New York: August 31, 2009
By John Stephenson

So far, the rally in the stock market has been impressive. For the doomsayers, the last five months of steady gains in the market have been nothing more than a bear market rally. Nouriel Roubini, a professor at the Stern School of Business at NYU, is one famous Cassandra who has been dubbed “Dr. Doom.” In his most recent pronouncement in the Financial Times , Roubini suggests that America could face the prospect of a double-dip recession as oil and food prices “are rising faster than economic fundamentals warrant.”

But, in spite of this dire outlook, the stock market appears to be shrugging off the possibility of a double dip recession and marching steadily higher. What has confounded many of the experts has been the fact that the recovery has occurred without the consumer taking part in any meaningful way. How is it really possible to recover when the customers are sitting on their wallets refusing to spend? U.S. consumers alone account for 27% of global GDP and they are shell-shocked, dazed and in no mood to spend.

American real wage growth has been non-existent for the last ten years and making matters worse, the pink slips keep on piling up. Car sales are finally up, but only because of a massive government bailout cleverly disguised as a Cash for Clunkers car-buying incentive scheme. House prices look to be hitting bottom after years of decline, but that's hardly a cause for celebration.

America may be wallowing in problems, but the rest of the world seems to be in far better shape and that's helping to lift the fortunes of stock markets around the globe. Nowhere are the good times more evident than in Brazil , Russia , India and China —the so-called BRIC countries. The four BRIC countries have ten times the population of the U.S. , yet only three percent of the population own cars—a staggering potential growth market for automobile companies.
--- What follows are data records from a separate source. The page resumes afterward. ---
//! Tensor validation utilities
//!
//! Shape and value checks applied at the boundary between the pipeline and
//! the inference backend.

use crate::error::{Result, WardrobeError};
use ndarray::Array4;

/// Validator for tensor operations and shape validation
pub struct TensorValidator;

impl TensorValidator {
    /// Validate tensor shape matches expected dimensions
    ///
    /// # Errors
    /// - Shape differs from `expected_shape`
    pub fn validate_tensor_shape(
        tensor: &Array4<f32>,
        expected_shape: (usize, usize, usize, usize),
    ) -> Result<()> {
        let actual = tensor.dim();
        if actual != expected_shape {
            let (batch, channels, height, width) = expected_shape;
            return Err(WardrobeError::processing(format!(
                "Tensor shape mismatch. Expected [{}, {}, {}, {}], got [{}, {}, {}, {}]",
                batch, channels, height, width, actual.0, actual.1, actual.2, actual.3
            )));
        }

        Ok(())
    }

    /// Validate an output head: batch size 1 and non-empty spatial dimensions
    ///
    /// # Errors
    /// - Batch size other than 1
    /// - Zero channels, height or width
    pub fn validate_output_head(head: &Array4<f32>) -> Result<()> {
        let (batch, channels, height, width) = head.dim();
        if batch != 1 {
            return Err(WardrobeError::inference(format!(
                "Output head must have batch size 1, got {}",
                batch
            )));
        }
        if channels == 0 || height == 0 || width == 0 {
            return Err(WardrobeError::inference(format!(
                "Output head is empty: [{}, {}, {}, {}]",
                batch, channels, height, width
            )));
        }
        Ok(())
    }

    /// Validate image dimensions are within reasonable bounds
    ///
    /// # Errors
    /// - Either side is zero or larger than 16384 px
    pub fn validate_image_dimensions(width: u32, height: u32) -> Result<()> {
        const MAX_DIMENSION: u32 = 16384; // 16K pixels
        const MIN_DIMENSION: u32 = 1;

        if width < MIN_DIMENSION || height < MIN_DIMENSION {
            return Err(WardrobeError::processing(format!(
                "Image dimensions too small: {}x{}. Minimum: {}x{}",
                width, height, MIN_DIMENSION, MIN_DIMENSION
            )));
        }

        if width > MAX_DIMENSION || height > MAX_DIMENSION {
            return Err(WardrobeError::processing(format!(
                "Image dimensions too large: {}x{}. Maximum: {}x{}",
                width, height, MAX_DIMENSION, MAX_DIMENSION
            )));
        }

        Ok(())
    }

    /// Validate that `width * height` fits in the pixel budget
    ///
    /// # Errors
    /// - Image has more than `max_pixels` pixels
    pub fn validate_pixel_budget(width: u32, height: u32, max_pixels: u64) -> Result<()> {
        let pixels = u64::from(width) * u64::from(height);
        if pixels > max_pixels {
            return Err(WardrobeError::processing(format!(
                "Image too large: {}x{} is {} pixels, limit is {}",
                width, height, pixels, max_pixels
            )));
        }
        Ok(())
    }

    /// Validate that every value is finite
    ///
    /// # Errors
    /// - Tensor contains NaN or infinity
    pub fn validate_finite(tensor: &Array4<f32>) -> Result<()> {
        if tensor.iter().any(|value| !value.is_finite()) {
            return Err(WardrobeError::inference(
                "Tensor contains non-finite values (NaN or infinity)",
            ));
        }
        Ok(())
    }
}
Figure 1: Emerging Economies Are on the Move

Source:IMF World Economic Outlook 2009

And that potential growth is translating into surging stock markets as investors start to bid up stock prices in anticipation of future healthy corporate earnings growth. Nowhere is this more evident than in China , where the Shanghai stock market has been on fire recently. China 's stock market capitalization is now larger than that of Japan , the second largest economy in the world. It was only three years ago in 2006, that China 's market capitalization was just fifty percent of Japan 's. Many forecasters are even predicting that China will surpass Japan in 2010 to become the world's second largest economy.

China 's economic rise may be meteoric, but the growth rate of other emerging economies has been pretty impressive as well. Seven of the top twenty economies are those of emerging market countries and by far and away these seven economies are growing far faster than average. In this new and very global world, the emerging market economies have tremendous comparative advantages—namely an abundance of low cost labor and extremely low levels of consumer debt.
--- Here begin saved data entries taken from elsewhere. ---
// Copyright 2025 Lablup Inc. and Jeongkyu Shin
//
// Licensed under the Apache License, Version 2.0 (the "License");
// you may not use this file except in compliance with the License.
// You may obtain a copy of the License at
//
//     http://www.apache.org/licenses/LICENSE-2.0
//
// Unless required by applicable law or agreed to in writing, software
// distributed under the License is distributed on an "AS IS" BASIS,
// WITHOUT WARRANTIES OR CONDITIONS OF ANY KIND, either express or implied.
// See the License for the specific language governing permissions and
// limitations under the License.

//! Configuration type definitions.

use serde::{Deserialize, Serialize};

/// Main configuration structure.
#[derive(Debug, Serialize, Deserialize, Default, Clone)]
pub struct Config {
    #[serde(default)]
    pub defaults: Defaults,

    #[serde(default)]
    pub servers: Vec<ServerConfig>,
}

/// Settings applied to every server that does not override them.
#[derive(Debug, Serialize, Deserialize, Default, Clone)]
pub struct Defaults {
    pub user: Option<String>,
    pub port: Option<u16>,
    pub private_key: Option<String>,
    /// Seconds allowed for TCP connect plus authentication.
    /// Default: 10
    pub connect_timeout: Option<u64>,
    /// SSH keepalive interval in seconds.
    /// Default: 60 seconds. Set to 0 to disable.
    pub server_alive_interval: Option<u64>,
    /// Maximum keepalive messages without response before disconnect.
    /// Default: 3
    pub server_alive_count_max: Option<usize>,
    /// Verify host keys against `~/.ssh/known_hosts`.
    #[serde(default)]
    pub strict_host_key_checking: bool,
}

/// One entry of the `servers` list.
#[derive(Debug, Serialize, Deserialize, Default, Clone)]
pub struct ServerConfig {
    pub name: String,
    pub address: String,
    pub port: Option<u16>,
    pub user: Option<String>,
    pub password: Option<String>,
    pub private_key: Option<String>,
    pub private_key_password: Option<String>,
    #[serde(default)]
    pub tags: Vec<String>,
}
// Copyright 2025 Lablup Inc. and Jeongkyu Shin
//
// Licensed under the Apache License, Version 2.0 (the "License");
// you may not use this file except in compliance with the License.
// You may obtain a copy of the License at
//
//     http://www.apache.org/licenses/LICENSE-2.0
//
// Unless required by applicable law or agreed to in writing, software
// distributed under the License is distributed on an "AS IS" BASIS,
// WITHOUT WARRANTIES OR CONDITIONS OF ANY KIND, either express or implied.
// See the License for the specific language governing permissions and
// limitations under the License.

use std::fmt;
use std::path::PathBuf;
use zeroize::Zeroizing;

/// Credentials available for one host, tried in order: key file, password, agent.
#[derive(Clone, Default, PartialEq, Eq)]
pub struct HostCredentials {
    pub private_key: Option<PathBuf>,
    pub private_key_password: Option<Zeroizing<String>>,
    pub password: Option<Zeroizing<String>>,
}

impl fmt::Debug for HostCredentials {
    fn fmt(&self, f: &mut fmt::Formatter<'_>) -> fmt::Result {
        f.debug_struct("HostCredentials")
            .field("private_key", &self.private_key)
            .field(
                "private_key_password",
                &self.private_key_password.as_ref().map(|_| "<redacted>"),
            )
            .field("password", &self.password.as_ref().map(|_| "<redacted>"))
            .finish()
    }
}

/// A named remote machine taken from the inventory.
#[derive(Debug, Clone, PartialEq, Eq)]
pub struct Host {
    pub name: String,
    pub address: String,
    pub port: u16,
    pub user: String,
    pub credentials: HostCredentials,
    pub tags: Vec<String>,
}

impl Host {
    pub fn new(
        name: impl Into<String>,
        address: impl Into<String>,
        port: u16,
        user: impl Into<String>,
    ) -> Self {
        Self {
            name: name.into(),
            address: address.into(),
            port,
            user: user.into(),
            credentials: HostCredentials::default(),
            tags: Vec::new(),
        }
    }

    pub fn with_tags<I, S>(mut self, tags: I) -> Self
    where
        I: IntoIterator<Item = S>,
        S: Into<String>,
    {
        self.tags = tags.into_iter().map(Into::into).collect();
        self
    }

    pub fn with_credentials(mut self, credentials: HostCredentials) -> Self {
        self.credentials = credentials;
        self
    }

    pub fn has_tag(&self, tag: &str) -> bool {
        self.tags.iter().any(|t| t == tag)
    }

    /// `address:port`, the form handed to the socket resolver.
    pub fn socket_address(&self) -> String {
        if self.address.contains(':') && !self.address.starts_with('[') {
            // bare IPv6 literal
            format!("[{}]:{}", self.address, self.port)
        } else {
            format!("{}:{}", self.address, self.port)
        }
    }
}

impl fmt::Display for Host {
    fn fmt(&self, f: &mut fmt::Formatter<'_>) -> fmt::Result {
        write!(f, "{} ({}@{}:{})", self.name, self.user, self.address, self.port)
    }
}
For now, most emerging market economies have relied on strong export-led growth to maintain the health of their economies. With world trade suffering in the aftermath of the financial crisis, emerging market countries will need to spur domestic consumption to keep their economies moving forward. According to research by investment bank Credit Suisse, China already is the second largest contributor to global consumption and by 2020, China and India are anticipated to be the first and fourth largest contributors.

With emerging market countries increasingly becoming the locomotive of global economic growth, investment portfolios should transition from where the world has been, to where the world is going. Savvy investors should look to increase their exposure to emerging market economies through exchange traded funds and commodities which will be in short supply as the global economy begins to grow again.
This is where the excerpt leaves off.